All transgene constructs contained murine sequences of the genes of interest, a promotor cassette for Elongation Factor 1-Alpha (EF1-α) to allow a constitutive, high protein expression, and the Kozak consensus sequence (GCC GCC ACC) (23). The constructs used in the present study were designed with Vector Builder software (Cyagen Biosciences, Inc.). The design of the sTRAIL transgene is presented in Fig. 2A. This design contained the sTRAIL nucleotide sequence codifying the amino acid fragment 118 to 291; an isoleucine zipper sequence to facilitate in situ TRAIL's trimerization (24,25), a furin specific cleavage site (CGCACCAAACGC), a signal sequence (SS) derived from Gaussia sp. (a copepod) luciferase (TGG GAG TCAAAGTTCTGTTTGCCCTGATCTGCATCGCTG-TGGCCGAGGCC) to conduct protein secretion (26) and Kozak's sequence. As revealed in Fig. 2B, besides EF1-α and Kozak's sequence, the construct used to perform the transduction of BM-MSCs with the flTRAIL transgene contained a nucleotide sequence coding its 1–291 amino acids. The entire flTRAIL was retracted from GeneBank (accession number U37522, URL: http://www.ncbi.nlm.nih.gov/nuccore/U37522). Regarding IFNβ, the murine IFNβ gene sequence was retracted from GeneBank (accession number NM_010510, URL: http://www.ncbi.nlm.nih.gov/nuccore/NM_010510).

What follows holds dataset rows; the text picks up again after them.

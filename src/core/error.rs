//! Inventory error model

use miette::Diagnostic;
use thiserror::Error;

use crate::core::identity::EntityKind;
use crate::core::store::StoreError;

/// Result type used by the company facade
pub type InventoryResult<T> = Result<T, InventoryError>;

/// Failures reported by company operations.
///
/// Every variant is an ordinary, recoverable result for the caller to report.
#[derive(Debug, Error, Diagnostic)]
pub enum InventoryError {
    #[error("{kind} '{id}' does not exist")]
    #[diagnostic(code(stockroom::not_found))]
    NotFound { kind: EntityKind, id: String },

    #[error("supplier {supplier} does not supply component {component}")]
    #[diagnostic(
        code(stockroom::relation_not_found),
        help("associate the component and supplier first with `stockroom link`")
    )]
    RelationNotFound { component: String, supplier: String },

    #[error("invalid quantity {0}: quantity must be at least 1")]
    #[diagnostic(code(stockroom::invalid_quantity))]
    InvalidQuantity(i64),

    #[error("supplier {supplier} is already associated with component {component}")]
    #[diagnostic(code(stockroom::duplicate_relation))]
    DuplicateRelation { component: String, supplier: String },

    #[error("cannot assign {requested} of component {component}: only {on_hand} on hand")]
    #[diagnostic(code(stockroom::insufficient_stock))]
    InsufficientStock {
        component: String,
        requested: u32,
        on_hand: u64,
    },

    #[error("no {kind} ids left to issue")]
    #[diagnostic(code(stockroom::ids_exhausted))]
    IdsExhausted { kind: EntityKind },

    #[error(transparent)]
    #[diagnostic(transparent)]
    Persistence(#[from] StoreError),
}

impl InventoryError {
    pub fn not_found(kind: EntityKind, id: impl Into<String>) -> Self {
        Self::NotFound {
            kind,
            id: id.into(),
        }
    }

    /// Whether this error means something the caller referred to does not exist
    pub fn is_not_found(&self) -> bool {
        matches!(self, Self::NotFound { .. } | Self::RelationNotFound { .. })
    }
}

/// Validate a caller-supplied quantity
pub fn validate_quantity(quantity: i64) -> InventoryResult<u32> {
    if quantity < 1 {
        return Err(InventoryError::InvalidQuantity(quantity));
    }
    u32::try_from(quantity).map_err(|_| InventoryError::InvalidQuantity(quantity))
}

As demonstrated in Fig. 2C, the scheme of the IFNβ transgene design was as follows: The complete IFNβ nucleotide sequence was included and added with Kozak's sequence.

Figure 2.

Lentiviral transduction of BM-MSC. (A-C) Lentiviral vectors were designed to contain (A) sTRAIL, (B) flTRAIL and (C) IFNβ. (D) Representative fluorescent images of BM-MSCs transduced with lentiviral vectors; nucleus stained with DAPI (blue) and transduced BM-MSCs expressing GFP protein (green signal). (E and F) Western blot analysis confirming protein expression of (E) flTRAIL and sTRAIL (F) and IFNβ in untransfected MSCs and MSCs transduced with a lentivirus that does not contain any of the genes of interest (empty lentiviral vector pLV[Exp]-EGFP:T2A:Puro-EF1A&gt; mCherry, Vector Builder). MSCs express each of the genes flTRAIL, sTRAIL and IFN and as positive control the recombinant protein. Actin was used as a loading control. BM-MSCs, bone marrow mesenchymal stem cells; sTRAIL, TRAIL soluble; flTRAIL, TRAIL full length; IFNβ, interferon β.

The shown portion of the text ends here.